=== Record excerpts ===
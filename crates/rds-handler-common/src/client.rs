// Copyright (C) 2025 SyncMyOrders Sp. z o.o.
// SPDX-License-Identifier: AGPL-3.0-or-later
//! Remote client interface.

use async_trait::async_trait;

use crate::api::{Request, Response};
use crate::error::RemoteError;

/// Client for the remote service.
///
/// Credential injection and transport are the implementor's concern; the
/// handlers only see requests, responses and classified remote errors.
#[async_trait]
pub trait RemoteClient: Send + Sync {
    /// Issue a single request.
    async fn invoke(&self, request: Request) -> Result<Response, RemoteError>;

    /// Issue a paginated request and collect every page.
    async fn invoke_iterable(&self, request: Request) -> Result<Vec<Response>, RemoteError>;

    /// Issue a request whose result is a raw byte payload.
    async fn invoke_bytes(&self, request: Request) -> Result<Vec<u8>, RemoteError>;
}
/// Observed instance as a model. Write-only properties stay unset.
pub fn translate_db_instance_from_sdk(instance: &DbInstance) -> ResourceModel {
    let mut associated_roles: Vec<DbInstanceRole> = instance
        .associated_roles
        .iter()
        .map(|role| DbInstanceRole {
            role_arn: role.role_arn.clone(),
            feature_name: role.feature_name.clone(),
        })
        .collect();
    associated_roles.sort();

    ResourceModel {
        db_instance_identifier: Some(instance.db_instance_identifier.clone()),
        db_instance_arn: instance.db_instance_arn.clone(),
        db_instance_class: instance.db_instance_class.clone(),
        engine: instance.engine.clone(),
        engine_version: instance.engine_version.clone(),
        engine_lifecycle_support: instance.engine_lifecycle_support.clone(),
        allocated_storage: instance.allocated_storage.map(|s| s.to_string()),
        max_allocated_storage: instance.max_allocated_storage,
        storage_type: instance.storage_type.clone(),
        iops: instance.iops,
        storage_encrypted: instance.storage_encrypted,
        kms_key_id: instance.kms_key_id.clone(),
        master_username: instance.master_username.clone(),
        db_name: instance.db_name.clone(),
        db_cluster_identifier: instance.db_cluster_identifier.clone(),
        db_parameter_group_name: instance
            .db_parameter_groups
            .first()
            .map(|group| group.db_parameter_group_name.clone()),
        option_group_name: instance
            .option_group_memberships
            .first()
            .map(|membership| membership.option_group_name.clone()),
        db_subnet_group_name: instance
            .db_subnet_group
            .as_ref()
            .map(|group| group.db_subnet_group_name.clone()),
        db_security_groups: instance.db_security_groups.clone(),
        vpc_security_groups: instance
            .vpc_security_groups
            .iter()
            .map(|group| group.vpc_security_group_id.clone())
            .collect(),
        availability_zone: instance.availability_zone.clone(),
        multi_az: instance.multi_az,
        backup_retention_period: instance.backup_retention_period,
        preferred_backup_window: instance.preferred_backup_window.clone(),
        preferred_maintenance_window: instance.preferred_maintenance_window.clone(),
        port: instance.endpoint.as_ref().map(|e| e.port.to_string()),
        publicly_accessible: instance.publicly_accessible,
        deletion_protection: instance.deletion_protection,
        auto_minor_version_upgrade: instance.auto_minor_version_upgrade,
        source_db_instance_identifier: instance.read_replica_source_db_instance_identifier.clone(),
        associated_roles,
        endpoint: instance.endpoint.as_ref().map(|e| Endpoint {
            address: e.address.clone(),
            port: e.port.to_string(),
            hosted_zone_id: e.hosted_zone_id.clone(),
        }),
        tags: translate_tags(&instance.tag_list),
        ..Default::default()
    }
}
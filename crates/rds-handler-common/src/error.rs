// Copyright (C) 2025 SyncMyOrders Sp. z o.o.
// SPDX-License-Identifier: AGPL-3.0-or-later
//! Error types shared by every handler.

use serde::{Deserialize, Serialize};
use thiserror::Error;

/// A failure reported by the remote service.
///
/// The `code` is the service error code (for example `DBInstanceNotFound`)
/// and is what error rule sets match on.
#[derive(Debug, Clone, PartialEq, Eq, Error, Serialize, Deserialize)]
#[error("{code} (status {status_code}): {message}")]
#[serde(rename_all = "camelCase")]
pub struct RemoteError {
    /// Service error code
    pub code: String,
    /// HTTP status code returned by the service
    pub status_code: u16,
    /// Human-readable reason
    pub message: String,
}

impl RemoteError {
    /// Create a remote error.
    pub fn new(code: impl Into<String>, status_code: u16, message: impl Into<String>) -> Self {
        Self {
            code: code.into(),
            status_code,
            message: message.into(),
        }
    }

    /// Client-side (4xx) error with the given code.
    pub fn client(code: impl Into<String>, message: impl Into<String>) -> Self {
        Self::new(code, 400, message)
    }

    /// Not-found (404) error with the given code.
    pub fn not_found(code: impl Into<String>, message: impl Into<String>) -> Self {
        Self::new(code, 404, message)
    }

    /// Server-side (5xx) error with the given code.
    pub fn service(code: impl Into<String>, message: impl Into<String>) -> Self {
        Self::new(code, 500, message)
    }
}

/// Errors raised inside a handler step.
#[derive(Debug, Clone, Error)]
pub enum HandlerError {
    /// The remote service rejected or failed the call
    #[error(transparent)]
    Remote(#[from] RemoteError),

    /// The request violates the resource contract (malformed or forbidden input)
    #[error("invalid request: {0}")]
    InvalidRequest(String),

    /// The service answered with a response shape the handler did not expect
    #[error("unexpected response: {0}")]
    UnexpectedResponse(String),

    /// The resource reached a state it cannot stabilize from
    #[error("not stabilized: {0}")]
    NotStabilized(String),

    /// Serialization/deserialization error
    #[error("serialization error: {0}")]
    Serialization(String),
}

impl HandlerError {
    /// Returns the underlying remote error, if this is one.
    pub fn as_remote(&self) -> Option<&RemoteError> {
        match self {
            Self::Remote(err) => Some(err),
            _ => None,
        }
    }
}

impl From<serde_json::Error> for HandlerError {
    fn from(err: serde_json::Error) -> Self {
        HandlerError::Serialization(err.to_string())
    }
}

/// Type alias for handler results.
pub type Result<T> = std::result::Result<T, HandlerError>;

#[cfg(test)]
mod tests {
    use super::*;

    #[test]
    fn test_remote_error_display() {
        let err = RemoteError::not_found("DBInstanceNotFound", "DBInstance db-1 not found");
        assert_eq!(
            err.to_string(),
            "DBInstanceNotFound (status 404): DBInstance db-1 not found"
        );
    }

    #[test]
    fn test_handler_error_from_remote_is_transparent() {
        let err: HandlerError = RemoteError::service("InternalFailure", "boom").into();
        assert_eq!(err.to_string(), "InternalFailure (status 500): boom");
        assert_eq!(err.as_remote().map(|e| e.status_code), Some(500));
    }

    #[test]
    fn test_handler_error_display() {
        assert_eq!(
            HandlerError::InvalidRequest("EngineLifecycleSupport cannot be modified.".to_string())
                .to_string(),
            "invalid request: EngineLifecycleSupport cannot be modified."
        );
        assert!(
            HandlerError::UnexpectedResponse("x".to_string())
                .as_remote()
                .is_none()
        );
    }
}
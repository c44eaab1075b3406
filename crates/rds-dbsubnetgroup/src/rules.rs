// Copyright (C) 2025 SyncMyOrders Sp. z o.o.
// SPDX-License-Identifier: AGPL-3.0-or-later

use once_cell::sync::Lazy;
use rds_handler_common::{DEFAULT_ERROR_RULE_SET, ErrorRuleSet, ErrorStatus, HandlerErrorCode};

pub const DB_SUBNET_GROUP_NOT_FOUND: &str = "DBSubnetGroupNotFoundFault";

pub static DEFAULT_DB_SUBNET_GROUP_ERROR_RULE_SET: Lazy<ErrorRuleSet> = Lazy::new(|| {
    DEFAULT_ERROR_RULE_SET
        .extend()
        .with_codes(
            &[DB_SUBNET_GROUP_NOT_FOUND],
            ErrorStatus::Fail(HandlerErrorCode::NotFound),
        )
        .with_codes(
            &["DBSubnetGroupAlreadyExists"],
            ErrorStatus::Fail(HandlerErrorCode::AlreadyExists),
        )
        .with_codes(
            &[
                "InvalidSubnet",
                "DBSubnetGroupDoesNotCoverEnoughAZs",
                "DBSubnetQuotaExceededFault",
                "DBSubnetGroupQuotaExceeded",
            ],
            ErrorStatus::Fail(HandlerErrorCode::InvalidRequest),
        )
        .with_codes(
            &["InvalidDBSubnetGroupStateFault", "SubnetAlreadyInUse"],
            ErrorStatus::Fail(HandlerErrorCode::Conflict),
        )
        .build()
});
// Copyright (C) 2025 SyncMyOrders Sp. z o.o.
// SPDX-License-Identifier: AGPL-3.0-or-later
//! Shared fixtures for the DB instance handler tests.

#![allow(dead_code)]

use std::future::Future;
use std::sync::Arc;

use rds_dbinstance::{Clients, ResourceModel};
use rds_handler_common::api::{DbInstance, Event, Response};
use rds_handler_common::testing::MockClient;
use rds_handler_common::{CallbackContext, ProgressEvent};

pub const DB_INSTANCE_IDENTIFIER: &str = "db-1";
pub const DB_INSTANCE_ARN: &str = "arn:aws:rds:us-east-1:123456789012:db:db-1";

/// Scripted database and network clients.
pub struct TestEnv {
    pub rds: Arc<MockClient>,
    pub ec2: Arc<MockClient>,
    pub clients: Clients,
}

impl TestEnv {
    pub fn new() -> Self {
        let rds = Arc::new(MockClient::new());
        let ec2 = Arc::new(MockClient::new());
        let clients = Clients::single(rds.clone(), ec2.clone());
        Self { rds, ec2, clients }
    }

    /// Queue one DescribeDBInstances answer per instance; the last repeats.
    pub fn describe(&self, instances: impl IntoIterator<Item = DbInstance>) {
        for instance in instances {
            self.rds.respond(
                "DescribeDBInstances",
                Ok(Response::DbInstances {
                    db_instances: vec![instance],
                    marker: None,
                }),
            );
        }
    }

    pub fn no_events(&self) {
        self.events(vec![]);
    }

    pub fn events(&self, events: Vec<Event>) {
        self.rds.respond_pages(
            "DescribeEvents",
            Ok(vec![Response::Events {
                events,
                marker: None,
            }]),
        );
    }

    pub fn acknowledge(&self, operation: &'static str) {
        self.rds.respond(operation, Ok(Response::Empty));
    }
}

pub fn model() -> ResourceModel {
    ResourceModel {
        db_instance_identifier: Some(DB_INSTANCE_IDENTIFIER.into()),
        db_instance_class: Some("db.t3.small".into()),
        engine: Some("mysql".into()),
        engine_version: Some("8.0.35".into()),
        allocated_storage: Some("20".into()),
        vpc_security_groups: vec!["sg-1".into()],
        ..Default::default()
    }
}

pub fn instance(status: &str) -> DbInstance {
    DbInstance {
        db_instance_identifier: DB_INSTANCE_IDENTIFIER.into(),
        db_instance_arn: Some(DB_INSTANCE_ARN.into()),
        db_instance_status: Some(status.into()),
        db_instance_class: Some("db.t3.small".into()),
        engine: Some("mysql".into()),
        engine_version: Some("8.0.35".into()),
        ..Default::default()
    }
}

pub fn available() -> DbInstance {
    instance("available")
}

/// Context as the host would hand it back: serialized and parsed again.
pub fn resume(event: &ProgressEvent<ResourceModel>) -> CallbackContext {
    let json = event
        .callback_context
        .as_ref()
        .expect("pending event carries a context")
        .to_json()
        .unwrap();
    CallbackContext::from_json(&json).unwrap()
}

/// Re-invoke `invoke` with the returned context until the event is terminal.
pub async fn run_to_completion<F, Fut>(mut invoke: F) -> (ProgressEvent<ResourceModel>, usize)
where
    F: FnMut(CallbackContext) -> Fut,
    Fut: Future<Output = ProgressEvent<ResourceModel>>,
{
    let mut context = CallbackContext::new();
    for invocation in 1..=20 {
        let event = invoke(context).await;
        if !event.is_pending() {
            return (event, invocation);
        }
        assert!(event.callback_delay_seconds >= 1);
        context = resume(&event);
    }
    panic!("handler did not reach a terminal event");
}
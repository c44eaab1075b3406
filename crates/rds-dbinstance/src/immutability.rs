// Copyright (C) 2025 SyncMyOrders Sp. z o.o.
// SPDX-License-Identifier: AGPL-3.0-or-later
//! Structural changes an update cannot apply in place.

use rds_handler_common::api::DbInstance;
use tracing::debug;

use crate::model::ResourceModel;

const MYSQL: &str = "mysql";
const AURORA_MYSQL: &str = "aurora-mysql";
const ORACLE_SE: &str = "oracle-se";
const ORACLE_SE1: &str = "oracle-se1";
const ORACLE_SE2: &str = "oracle-se2";

fn eq_ignore_case(a: Option<&str>, b: Option<&str>) -> bool {
    match (a, b) {
        (Some(a), Some(b)) => a.eq_ignore_ascii_case(b),
        (None, None) => true,
        _ => false,
    }
}

/// Engine upgrades the service performs in place.
fn is_upgrade_to_aurora_mysql(previous: Option<&str>, desired: Option<&str>) -> bool {
    eq_ignore_case(previous, Some(MYSQL)) && eq_ignore_case(desired, Some(AURORA_MYSQL))
}

fn is_upgrade_to_oracle_se2(previous: Option<&str>, desired: Option<&str>) -> bool {
    (eq_ignore_case(previous, Some(ORACLE_SE)) || eq_ignore_case(previous, Some(ORACLE_SE1)))
        && eq_ignore_case(desired, Some(ORACLE_SE2))
}

fn is_engine_mutable(
    previous: &ResourceModel,
    desired: &ResourceModel,
    observed: Option<&DbInstance>,
) -> bool {
    let previous_engine = previous.engine.as_deref().filter(|e| !e.is_empty());
    let desired_engine = desired.engine.as_deref();

    // A previous model without an engine is compared against what is deployed.
    if previous_engine.is_none() {
        if let Some(instance) = observed {
            return eq_ignore_case(instance.engine.as_deref(), desired_engine);
        }
    }

    eq_ignore_case(previous_engine, desired_engine)
        || is_upgrade_to_aurora_mysql(previous_engine, desired_engine)
        || is_upgrade_to_oracle_se2(previous_engine, desired_engine)
}

fn is_source_identifier_mutable(previous: &ResourceModel, desired: &ResourceModel) -> bool {
    previous.source_db_instance_identifier == desired.source_db_instance_identifier
        || crate::predicates::is_read_replica_promotion(previous, desired)
}

fn is_availability_zone_mutable(previous: &ResourceModel, desired: &ResourceModel) -> bool {
    desired.multi_az == Some(true)
        || desired.availability_zone.is_none()
        || previous.availability_zone == desired.availability_zone
}

/// Whether `previous` can be reconciled into `desired` without replacement.
///
/// `observed` is only consulted when the previous model carries no engine.
pub fn is_change_mutable(
    previous: &ResourceModel,
    desired: &ResourceModel,
    observed: Option<&DbInstance>,
) -> bool {
    let engine = is_engine_mutable(previous, desired, observed);
    let source = is_source_identifier_mutable(previous, desired);
    let region = previous.source_region == desired.source_region;
    let availability_zone = is_availability_zone_mutable(previous, desired);

    let mutable = engine && source && region && availability_zone;
    if !mutable {
        debug!(
            engine = engine,
            source_identifier = source,
            source_region = region,
            availability_zone = availability_zone,
            "Change is not mutable"
        );
    }
    mutable
}

#[cfg(test)]
mod tests {
    use super::*;

    fn model(engine: &str) -> ResourceModel {
        ResourceModel {
            db_instance_identifier: Some("db-1".into()),
            engine: Some(engine.into()),
            ..Default::default()
        }
    }

    #[test]
    fn test_engine_change_is_immutable() {
        assert!(!is_change_mutable(&model("postgres"), &model("mysql"), None));
        assert!(is_change_mutable(&model("postgres"), &model("POSTGRES"), None));
    }

    #[test]
    fn test_engine_upgrades_are_mutable() {
        assert!(is_change_mutable(&model("mysql"), &model("aurora-mysql"), None));
        assert!(is_change_mutable(&model("oracle-se1"), &model("oracle-se2"), None));
        assert!(is_change_mutable(&model("oracle-se"), &model("oracle-se2"), None));
        assert!(!is_change_mutable(&model("aurora-mysql"), &model("mysql"), None));
    }

    #[test]
    fn test_missing_previous_engine_uses_observed() {
        let previous = ResourceModel {
            db_instance_identifier: Some("db-1".into()),
            ..Default::default()
        };
        let observed = DbInstance {
            db_instance_identifier: "db-1".into(),
            engine: Some("postgres".into()),
            ..Default::default()
        };

        assert!(is_change_mutable(&previous, &model("postgres"), Some(&observed)));
        assert!(!is_change_mutable(&previous, &model("mysql"), Some(&observed)));
    }

    #[test]
    fn test_source_identifier_only_changes_through_promotion() {
        let mut replica = model("mysql");
        replica.source_db_instance_identifier = Some("source-1".into());
        let mut other_source = replica.clone();
        other_source.source_db_instance_identifier = Some("source-2".into());

        assert!(is_change_mutable(&replica, &model("mysql"), None));
        assert!(!is_change_mutable(&replica, &other_source, None));
        assert!(!is_change_mutable(&model("mysql"), &replica, None));
    }

    #[test]
    fn test_source_region_is_immutable() {
        let mut previous = model("mysql");
        previous.source_region = Some("us-east-1".into());
        let mut desired = model("mysql");
        desired.source_region = Some("eu-west-1".into());

        assert!(!is_change_mutable(&previous, &desired, None));
    }

    #[test]
    fn test_availability_zone_moves_only_with_multi_az() {
        let mut previous = model("mysql");
        previous.availability_zone = Some("us-east-1a".into());
        let mut desired = model("mysql");
        desired.availability_zone = Some("us-east-1b".into());

        assert!(!is_change_mutable(&previous, &desired, None));

        desired.multi_az = Some(true);
        assert!(is_change_mutable(&previous, &desired, None));

        desired.multi_az = None;
        desired.availability_zone = None;
        assert!(is_change_mutable(&previous, &desired, None));
    }
}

=== Requirement ===
Scan the records for the string "what". Copy each line in which it appears.

=== Result ===
/// and is what error rule sets match on.
    // A previous model without an engine is compared against what is deployed.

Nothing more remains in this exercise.